Historicamente, a produção de vinho relaciona-se com a colonização italiana em Santa Catarina. Regiões no entorno de Urussanga e Videira firmaram-se como tradicionais áreas vitivinícolas do Estado. Entretanto, ventos que sopram do planalto nos trazem novidades: os vinhos finos de altitude da Serra Catarinense. Diferente das regiões tradicionais, na região serrana a vitivinicultura é resultado de pesquisas técnico-científicas e investimentos de empresários que apostaram em um novíssimo terroir. Na década de 1990, experimentos da EPAGRI e UFSC apontaram o potencial edafoclimático da Serra para a implementação de vinhedos de castas europeias. A partir destes experimentos, diversas vinícolas foram instaladas, conquistando reconhecimento por seus vinhos finos e o desenvolvimento do enoturismo. Trabalhando na UFSC com a Environmental History, sob orientação da Dra. Eunice Nodari, pude perceber a complexidade das interações entre seres humanos e meio ambiente. Com base neste insight da História Ambiental, entre 2015 e 2018 idealizei e coordenei o projeto História & Vitivinicultura. O projeto consistiu na realização de saídas a campo nas vinícolas da Serra Catarinense junto com estudantes, pesquisadores e enólogos. Por meio das excursões, os alunos de Anita Garibaldi puderam interagir com profissionais e construir conhecimentos sobre história, vitivinicultura, desenvolvimento e sustentabilidade. A parceria que articulamos com instituições de pesquisa e empresários da associação Vinho de Altitude tornou-se pioneira em seu formato no país, destacando o projeto como um case internacional de inovação no ensino. O projeto História & Vitivinicultura cumpriu sua missão de proporcionar aos jovens conhecimentos, experiências e novos olhares para a região onde vivem. Provamos que é possível inovar no ensino, pesquisa e extensão conectando a população local com as vinícolas de uma maneira dinâmica. Se tratando de uma atividade que vem reconfigurando a paisagem e a economia da região serrana, a vitivinicultura pode nos ensinar muito sobre melhoria socioeconômica e o desenvolvimento de uma cultura de sustentabilidade.

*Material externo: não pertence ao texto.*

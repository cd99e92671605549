//! The shape transition cache.
//!
//! A `ShapeTransition` strategy carries one of these: an ordered chain of
//! transition records for the old shape its node guards. The chain is
//! published atomically and walked lock-free; inserts and sweeps serialize
//! on the cache's own mutex and are idempotent.

use crate::strategy::Outcome;
use crate::token::ValidityToken;
use arc_swap::ArcSwapOption;
use parking_lot::Mutex;
use quill_runtime::{ObjectRef, Shape, SlotKind, Value};
use std::fmt;
use std::sync::Arc;

/// One cached shape transition.
///
/// `old` and `new` having the same identity means in-place slot
/// generalization: only the slot is written, the shape pointer stays.
#[derive(Clone)]
pub struct TransitionRecord {
    /// Shape the receiver must have.
    pub old: Arc<Shape>,
    /// Shape the receiver ends up with.
    pub new: Arc<Shape>,
    /// Slot receiving the value.
    pub slot: u32,
    /// Representation the slot is written with.
    pub kind: SlotKind,
    /// Gate re-checked on every application.
    pub token: ValidityToken,
}

impl TransitionRecord {
    /// Build a record, deriving its token from the shape pair.
    #[must_use]
    pub fn new(old: Arc<Shape>, new: Arc<Shape>, slot: u32, kind: SlotKind) -> Self {
        let token = ValidityToken::for_transition(&old, &new);
        Self {
            old,
            new,
            slot,
            kind,
            token,
        }
    }

    fn same_transition(&self, other: &Self) -> bool {
        self.old.id() == other.old.id()
            && self.new.id() == other.new.id()
            && self.kind == other.kind
    }
}

impl fmt::Debug for TransitionRecord {
    fn fmt(&self, f: &mut fmt::Formatter<'_>) -> fmt::Result {
        f.debug_struct("TransitionRecord")
            .field("old", &self.old.id())
            .field("new", &self.new.id())
            .field("slot", &self.slot)
            .field("kind", &self.kind)
            .finish()
    }
}

struct RecordNode {
    record: TransitionRecord,
    next: Option<Arc<RecordNode>>,
}

/// Atomically published, mutex-updated chain of transition records.
pub struct TransitionCache {
    head: ArcSwapOption<RecordNode>,
    lock: Mutex<()>,
}

impl TransitionCache {
    /// Create a cache holding one initial record.
    #[must_use]
    pub fn with_record(record: TransitionRecord) -> Self {
        let cache = Self {
            head: ArcSwapOption::const_empty(),
            lock: Mutex::new(()),
        };
        cache.head.store(Some(Arc::new(RecordNode {
            record,
            next: None,
        })));
        cache
    }

    /// Try to apply a cached transition to the receiver.
    ///
    /// Returns `Stale` as soon as a dead record is seen so the caller can
    /// sweep under its lock; `NotApplicable` when no surviving record
    /// matches the receiver shape and value representation.
    pub fn apply(&self, obj: &ObjectRef, value: &Value) -> Outcome {
        let head = self.head.load_full();
        let mut cursor = head.as_deref();
        while let Some(node) = cursor {
            let record = &node.record;
            if !record.token.is_valid() {
                return Outcome::Stale;
            }
            if obj.shape_id() == record.old.id() && record.kind.accepts(value) {
                if obj.apply_transition(record.old.id(), &record.new, record.slot, record.kind, value)
                {
                    return Outcome::Applied;
                }
                // Receiver shape changed between guard and write
                return Outcome::Stale;
            }
            cursor = node.next.as_deref();
        }
        Outcome::NotApplicable
    }

    /// Insert a record, keeping existing order and skipping duplicates.
    pub fn insert(&self, record: TransitionRecord) {
        let _guard = self.lock.lock();
        let mut records = self.collect();
        if records.iter().any(|r| r.same_transition(&record)) {
            return;
        }
        records.push(record);
        self.publish(records);
    }

    /// Drop dead records, preserving the order of the survivors.
    pub fn sweep(&self) {
        let _guard = self.lock.lock();
        let records: Vec<_> = self
            .collect()
            .into_iter()
            .filter(|r| r.token.is_valid())
            .collect();
        self.publish(records);
    }

    /// Number of records currently published.
    #[must_use]
    pub fn len(&self) -> usize {
        self.collect().len()
    }

    /// Whether the cache holds no records.
    #[must_use]
    pub fn is_empty(&self) -> bool {
        self.head.load().is_none()
    }

    /// The first record, if any.
    #[must_use]
    pub fn first_record(&self) -> Option<TransitionRecord> {
        self.head.load_full().map(|node| node.record.clone())
    }

    fn collect(&self) -> Vec<TransitionRecord> {
        let mut out = Vec::new();
        let head = self.head.load_full();
        let mut cursor = head.as_deref();
        while let Some(node) = cursor {
            out.push(node.record.clone());
            cursor = node.next.as_deref();
        }
        out
    }

    fn publish(&self, records: Vec<TransitionRecord>) {
        let mut head = None;
        for record in records.into_iter().rev() {
            head = Some(Arc::new(RecordNode { record, next: head }));
        }
        self.head.store(head);
    }
}

impl fmt::Debug for TransitionCache {
    fn fmt(&self, f: &mut fmt::Formatter<'_>) -> fmt::Result {
        f.debug_struct("TransitionCache")
            .field("records", &self.len())
            .finish()
    }
}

Justificativa e objetivos do projeto

A ideia de desenvolver um projeto que objetivasse a melhoria da mediação de conhecimentos sobre História Regional e Desenvolvimento Sustentável, surgiu da realidade socioeconômica da Região Serrana de Santa Catarina, na qual nossa escola está inserida. Considerando que a região possui o menor IDH do Estado, e, paradoxalmente, detenha uma paisagem e clima exuberantes - com serras e campos de altitude, sendo a região mais fria do país, com ocorrência regular de geadas e ocasionais nevascas - o projeto História & Vitivinicultura foi idealizado para possibilitar aos alunos do Ensino Fundamental da Escola de Educação Básica Padre Antônio Vieira, de Anita Garibaldi (SC), aprendizados sobre um setor que vem despontando na região: a vitivinicultura (produção de vinhos e espumantes). Além da produção de vinhos, em uma das empresas parceiras do projeto, a vinícola Abreu Garcia, encontra-se um milenar sítio arqueológico indígena, através do qual também realizamos estudos sobre arqueologia e história indígena. A escolha da temática (História & Vitivinicultura) seu deu, sobretudo, devido as peculiaridades históricas e ambientais da região, que proporcionaram que a partir do final dos anos 1990 empresários investissem em vinícolas na Serra Catarinense, e, em relativo pouco tempo, desenvolvessem intensamente o enoturismo e conquistassem destaque internacional por seus vinhos premiados. Sendo assim, em uma região que há pouco tempo tinha apenas a pecuária e o extrativismo vegetal como maiores fontes de renda (atividades de negativo impacto ambiental, isto é, uma situação-problema), o projeto se justifica no aspecto escolar, econômico e social, pois apresenta aos estudantes este recente setor da economia de uma maneira dinâmica e que amplia as possibilidades de inserção socioeconômica e amplia os horizontes do saber.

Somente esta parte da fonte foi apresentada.